A chemical derivatization-based pseudotargeted LC-MS/MS method for high coverage determination of dipeptides

Dipeptides (DPs) have attracted more and more attention in many research fields due to their important biological functions and promising roles as disease biomarkers. However, the determination of DPs in biological samples is very challenging owing to the limited availability of commercial standards, high structure diversity, distinct physical and chemical characteristics, wide concentration range, and the extensive existence of isomers. In this study, a pseudotargeted liquid chromatography-tandem mass spectrometry (LC-MS/MS) method coupled with chemical derivatization for the simultaneous analysis of 400 DPs and their constructing amino acids (AAs) in biospecimens is established.
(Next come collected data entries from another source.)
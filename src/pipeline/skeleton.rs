use crate::types::Hand;

pub const CONNECTIONS: &[(usize, usize)] = &[
    (0, 1),
    (1, 2),
    (2, 3),
    (3, 4),
    (0, 5),
    (5, 6),
    (6, 7),
    (7, 8),
    (0, 9),
    (9, 10),
    (10, 11),
    (11, 12),
    (0, 13),
    (13, 14),
    (14, 15),
    (15, 16),
    (0, 17),
    (17, 18),
    (18, 19),
    (19, 20),
    (5, 9),
    (9, 13),
    (13, 17),
];

pub const SKELETON_LINE_THICKNESS: i32 = 5;
const JOINT_RADIUS: i32 = 5;
const LINE_COLOR: [u8; 4] = [255, 255, 255, 255];
const JOINT_COLOR: [u8; 4] = [250, 128, 114, 255];

/// Transparent RGBA layer drawn over the video, sized to the frame.
#[derive(Clone, Debug, Default, PartialEq)]
pub struct OverlayCanvas {
    width: u32,
    height: u32,
    rgba: Vec<u8>,
}

impl OverlayCanvas {
    pub fn new(width: u32, height: u32) -> Self {
        Self {
            width,
            height,
            rgba: vec![0; pixel_len(width, height)],
        }
    }

    pub fn width(&self) -> u32 {
        self.width
    }

    pub fn height(&self) -> u32 {
        self.height
    }

    pub fn pixels(&self) -> &[u8] {
        &self.rgba
    }

    /// Resizing always clears, even to the same size.
    pub fn resize(&mut self, width: u32, height: u32) {
        self.width = width;
        self.height = height;
        self.rgba.clear();
        self.rgba.resize(pixel_len(width, height), 0);
    }

    pub fn clear(&mut self) {
        self.rgba.fill(0);
    }

    pub fn is_blank(&self) -> bool {
        self.rgba.iter().all(|&b| b == 0)
    }

    /// Joints and bone segments for every hand; an empty slice draws nothing.
    pub fn draw_hands(&mut self, hands: &[Hand]) {
        for hand in hands {
            self.draw_skeleton(&hand.points_2d());
        }
    }

    pub fn draw_skeleton(&mut self, points: &[(f32, f32)]) {
        if points.len() < 2 {
            return;
        }

        for &(a, b) in CONNECTIONS {
            if let (Some(pa), Some(pb)) = (points.get(a), points.get(b)) {
                self.draw_line(pa, pb, LINE_COLOR, SKELETON_LINE_THICKNESS);
            }
        }

        for &(x, y) in points {
            if let Some(center) = self.visible_point(x, y, JOINT_RADIUS) {
                self.draw_circle(center, JOINT_RADIUS, JOINT_COLOR);
            }
        }
    }

    /// Blends every non-transparent overlay pixel onto a same-sized RGBA frame.
    pub fn composite_onto(&self, frame_rgba: &mut [u8], width: u32, height: u32) {
        if width != self.width || height != self.height {
            return;
        }
        for (dst, src) in frame_rgba.chunks_exact_mut(4).zip(self.rgba.chunks_exact(4)) {
            let alpha = src[3] as u16;
            if alpha == 0 {
                continue;
            }
            for c in 0..3 {
                let blended = (src[c] as u16 * alpha + dst[c] as u16 * (255 - alpha)) / 255;
                dst[c] = blended as u8;
            }
            dst[3] = 255;
        }
    }

    pub fn pixel(&self, x: u32, y: u32) -> Option<[u8; 4]> {
        if x >= self.width || y >= self.height {
            return None;
        }
        let idx = ((y * self.width + x) as usize) * 4;
        self.rgba
            .get(idx..idx + 4)
            .map(|px| [px[0], px[1], px[2], px[3]])
    }

    fn draw_line(&mut self, p0: &(f32, f32), p1: &(f32, f32), color: [u8; 4], thickness: i32) {
        let radius = (thickness.max(1) - 1) / 2;
        let Some(((fx0, fy0), (fx1, fy1))) = self.clip_segment(*p0, *p1, radius as f64) else {
            return;
        };
        let (mut x0, mut y0) = (fx0 as i32, fy0 as i32);
        let (x1, y1) = (fx1 as i32, fy1 as i32);
        let dx = (x1 - x0).abs();
        let sx = if x0 < x1 { 1 } else { -1 };
        let dy = -(y1 - y0).abs();
        let sy = if y0 < y1 { 1 } else { -1 };
        let mut err = dx + dy;

        loop {
            for ox in -radius..=radius {
                for oy in -radius..=radius {
                    if ox.abs() + oy.abs() <= radius {
                        self.put_pixel(x0 + ox, y0 + oy, color);
                    }
                }
            }
            if x0 == x1 && y0 == y1 {
                break;
            }
            let e2 = 2 * err;
            if e2 >= dy {
                err += dy;
                x0 += sx;
            }
            if e2 <= dx {
                err += dx;
                y0 += sy;
            }
        }
    }

    /// Liang-Barsky clip against the canvas grown by `margin` on every side.
    /// Endpoints come back inside that box, so rasterizing stays bounded by
    /// the canvas size.
    fn clip_segment(
        &self,
        p0: (f32, f32),
        p1: (f32, f32),
        margin: f64,
    ) -> Option<((f64, f64), (f64, f64))> {
        if ![p0.0, p0.1, p1.0, p1.1].iter().all(|v| v.is_finite()) {
            return None;
        }
        let (x0, y0) = (p0.0 as f64, p0.1 as f64);
        let (dx, dy) = (p1.0 as f64 - x0, p1.1 as f64 - y0);
        let (min_x, min_y) = (-margin, -margin);
        let max_x = self.width as f64 + margin;
        let max_y = self.height as f64 + margin;

        let (mut t0, mut t1) = (0.0f64, 1.0f64);
        for (p, q) in [
            (-dx, x0 - min_x),
            (dx, max_x - x0),
            (-dy, y0 - min_y),
            (dy, max_y - y0),
        ] {
            if p == 0.0 {
                if q < 0.0 {
                    return None;
                }
            } else if p < 0.0 {
                t0 = t0.max(q / p);
            } else {
                t1 = t1.min(q / p);
            }
            if t0 > t1 {
                return None;
            }
        }

        let at = |t: f64| {
            (
                (x0 + t * dx).clamp(min_x, max_x),
                (y0 + t * dy).clamp(min_y, max_y),
            )
        };
        Some((at(t0), at(t1)))
    }

    fn visible_point(&self, x: f32, y: f32, margin: i32) -> Option<(i32, i32)> {
        let margin = margin as f32;
        let inside = |v: f32, extent: u32| v.is_finite() && v >= -margin && v <= extent as f32 + margin;
        (inside(x, self.width) && inside(y, self.height)).then(|| (x as i32, y as i32))
    }

    fn draw_circle(&mut self, center: (i32, i32), radius: i32, color: [u8; 4]) {
        let (cx, cy) = center;
        for dy in -radius..=radius {
            for dx in -radius..=radius {
                if dx * dx + dy * dy <= radius * radius {
                    self.put_pixel(cx + dx, cy + dy, color);
                }
            }
        }
    }

    fn put_pixel(&mut self, x: i32, y: i32, color: [u8; 4]) {
        if x < 0 || y < 0 {
            return;
        }
        let (ux, uy) = (x as u32, y as u32);
        if ux >= self.width || uy >= self.height {
            return;
        }
        let idx = ((uy * self.width + ux) as usize) * 4;
        if let Some(px) = self.rgba.get_mut(idx..idx + 4) {
            px.copy_from_slice(&color);
        }
    }
}

fn pixel_len(width: u32, height: u32) -> usize {
    (width as usize) * (height as usize) * 4
}

#[cfg(test)]
mod tests {
    use super::*;
    use crate::types::HandLandmarks;

    fn diagonal_hand() -> Hand {
        let mut landmarks: HandLandmarks = [[0.0; 3]; 21];
        for (i, point) in landmarks.iter_mut().enumerate() {
            let v = 10.0 + i as f32 * 2.0;
            *point = [v, v, 0.0];
        }
        Hand::from_landmarks(landmarks)
    }

    #[test]
    fn draws_joints_and_segments() {
        let mut canvas = OverlayCanvas::new(64, 64);
        canvas.draw_hands(&[diagonal_hand()]);

        assert_eq!(canvas.pixel(10, 10), Some(JOINT_COLOR));
        assert!(!canvas.is_blank());
        assert_eq!(canvas.pixel(63, 0), Some([0, 0, 0, 0]));
    }

    #[test]
    fn resize_clears_previous_overlay() {
        let mut canvas = OverlayCanvas::new(64, 64);
        canvas.draw_hands(&[diagonal_hand()]);
        canvas.resize(64, 64);
        assert!(canvas.is_blank());
    }

    #[test]
    fn drawing_no_hands_leaves_canvas_blank() {
        let mut canvas = OverlayCanvas::new(16, 16);
        canvas.draw_hands(&[]);
        assert!(canvas.is_blank());
    }

    #[test]
    fn composite_replaces_opaque_pixels_only() {
        let mut canvas = OverlayCanvas::new(2, 1);
        canvas.put_pixel(0, 0, [200, 100, 50, 255]);
        let mut frame = vec![10, 10, 10, 255, 20, 20, 20, 255];

        canvas.composite_onto(&mut frame, 2, 1);
        assert_eq!(frame, vec![200, 100, 50, 255, 20, 20, 20, 255]);
    }

    #[test]
    fn points_outside_canvas_are_ignored() {
        let mut canvas = OverlayCanvas::new(4, 4);
        canvas.draw_skeleton(&[(-50.0, -50.0), (-40.0, -40.0)]);
        assert!(canvas.is_blank());
    }

    #[test]
    fn far_off_landmark_draws_only_the_visible_part() {
        let mut canvas = OverlayCanvas::new(32, 32);
        canvas.draw_skeleton(&[(8.0, 8.0), (1.0e12, 8.0)]);

        assert_eq!(canvas.pixel(8, 8), Some(JOINT_COLOR));
        assert_eq!(canvas.pixel(20, 8), Some(LINE_COLOR));
        assert_eq!(canvas.pixel(31, 8), Some(LINE_COLOR));
    }

    #[test]
    fn non_finite_landmarks_are_skipped() {
        let mut canvas = OverlayCanvas::new(16, 16);
        canvas.draw_skeleton(&[(f32::NAN, 4.0), (f32::INFINITY, f32::NEG_INFINITY)]);
        assert!(canvas.is_blank());
    }
}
Dansyl chloride (Dns-Cl) chemical derivatization was introduced to provide characteristic MS fragments for annotation and improve the chromatographic separation of DP isomers. A retention time (RT) prediction model was constructed using 83 standards (63 DPs and 20 AAs) based on their quantitative structural retention relationship (QSRR) after the Dns-Cl labeling, which largely facilitated the annotation of the DPs without standards. Finally, we applied this method to investigate the profile change of DPs in a cisplatin-induced acute kidney injury (AKI) rat model. The established workflow provides a platform to profile DPs and expand our understanding of these little-studied metabolites.